What is required: Print nothing except the lines of the listing below from the line with "pub struct PasswordStrength" to the line with "pub fn new(strength: PasswordStrength, breach: BreachStatus)", each exactly as written, both ends included.

Segment Start: Supplied records

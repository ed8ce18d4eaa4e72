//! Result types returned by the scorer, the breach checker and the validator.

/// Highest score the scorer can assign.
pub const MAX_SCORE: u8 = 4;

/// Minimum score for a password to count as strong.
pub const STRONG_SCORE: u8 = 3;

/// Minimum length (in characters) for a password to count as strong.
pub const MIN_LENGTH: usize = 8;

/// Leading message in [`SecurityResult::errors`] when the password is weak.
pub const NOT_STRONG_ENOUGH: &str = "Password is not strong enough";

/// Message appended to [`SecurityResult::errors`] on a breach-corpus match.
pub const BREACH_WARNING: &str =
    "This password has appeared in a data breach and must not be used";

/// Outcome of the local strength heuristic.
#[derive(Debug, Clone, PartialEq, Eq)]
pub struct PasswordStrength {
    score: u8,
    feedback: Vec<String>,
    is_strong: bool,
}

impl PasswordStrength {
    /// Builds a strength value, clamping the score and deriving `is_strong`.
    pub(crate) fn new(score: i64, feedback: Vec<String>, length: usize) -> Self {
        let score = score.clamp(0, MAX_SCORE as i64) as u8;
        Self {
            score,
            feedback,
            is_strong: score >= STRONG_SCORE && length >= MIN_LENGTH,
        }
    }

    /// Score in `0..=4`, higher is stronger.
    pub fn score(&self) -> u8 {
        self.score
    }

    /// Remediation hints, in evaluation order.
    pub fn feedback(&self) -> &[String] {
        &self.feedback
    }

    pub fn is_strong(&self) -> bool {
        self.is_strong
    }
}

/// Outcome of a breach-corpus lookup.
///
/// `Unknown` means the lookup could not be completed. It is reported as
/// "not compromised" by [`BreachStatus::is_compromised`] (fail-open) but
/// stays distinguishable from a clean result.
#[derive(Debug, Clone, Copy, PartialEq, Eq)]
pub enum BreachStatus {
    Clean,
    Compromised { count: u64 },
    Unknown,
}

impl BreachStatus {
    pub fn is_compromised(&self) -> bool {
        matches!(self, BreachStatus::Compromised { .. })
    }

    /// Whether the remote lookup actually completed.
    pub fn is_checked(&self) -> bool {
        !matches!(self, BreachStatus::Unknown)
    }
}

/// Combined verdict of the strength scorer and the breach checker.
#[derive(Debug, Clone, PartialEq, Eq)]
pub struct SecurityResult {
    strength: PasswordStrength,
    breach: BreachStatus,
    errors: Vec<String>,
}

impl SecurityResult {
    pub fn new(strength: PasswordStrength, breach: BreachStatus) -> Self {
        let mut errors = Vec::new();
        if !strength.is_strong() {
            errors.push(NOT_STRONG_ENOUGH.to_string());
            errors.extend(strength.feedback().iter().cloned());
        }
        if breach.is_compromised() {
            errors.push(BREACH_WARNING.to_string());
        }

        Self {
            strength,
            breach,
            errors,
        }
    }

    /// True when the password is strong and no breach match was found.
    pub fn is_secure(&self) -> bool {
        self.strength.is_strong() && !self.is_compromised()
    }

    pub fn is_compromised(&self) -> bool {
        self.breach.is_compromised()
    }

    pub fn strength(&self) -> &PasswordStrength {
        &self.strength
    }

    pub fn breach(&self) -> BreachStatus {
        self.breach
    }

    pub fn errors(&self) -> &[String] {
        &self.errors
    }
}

Segment End: Supplied records

Your solution:
pub struct PasswordStrength {
    score: u8,
    feedback: Vec<String>,
    is_strong: bool,
}

impl PasswordStrength {
    /// Builds a strength value, clamping the score and deriving `is_strong`.
    pub(crate) fn new(score: i64, feedback: Vec<String>, length: usize) -> Self {
        let score = score.clamp(0, MAX_SCORE as i64) as u8;
        Self {
            score,
            feedback,
            is_strong: score >= STRONG_SCORE && length >= MIN_LENGTH,
        }
    }

    /// Score in `0..=4`, higher is stronger.
    pub fn score(&self) -> u8 {
        self.score
    }

    /// Remediation hints, in evaluation order.
    pub fn feedback(&self) -> &[String] {
        &self.feedback
    }

    pub fn is_strong(&self) -> bool {
        self.is_strong
    }
}

/// Outcome of a breach-corpus lookup.
///
/// `Unknown` means the lookup could not be completed. It is reported as
/// "not compromised" by [`BreachStatus::is_compromised`] (fail-open) but
/// stays distinguishable from a clean result.
#[derive(Debug, Clone, Copy, PartialEq, Eq)]
pub enum BreachStatus {
    Clean,
    Compromised { count: u64 },
    Unknown,
}

impl BreachStatus {
    pub fn is_compromised(&self) -> bool {
        matches!(self, BreachStatus::Compromised { .. })
    }

    /// Whether the remote lookup actually completed.
    pub fn is_checked(&self) -> bool {
        !matches!(self, BreachStatus::Unknown)
    }
}

/// Combined verdict of the strength scorer and the breach checker.
#[derive(Debug, Clone, PartialEq, Eq)]
pub struct SecurityResult {
    strength: PasswordStrength,
    breach: BreachStatus,
    errors: Vec<String>,
}

impl SecurityResult {
    pub fn new(strength: PasswordStrength, breach: BreachStatus) -> Self {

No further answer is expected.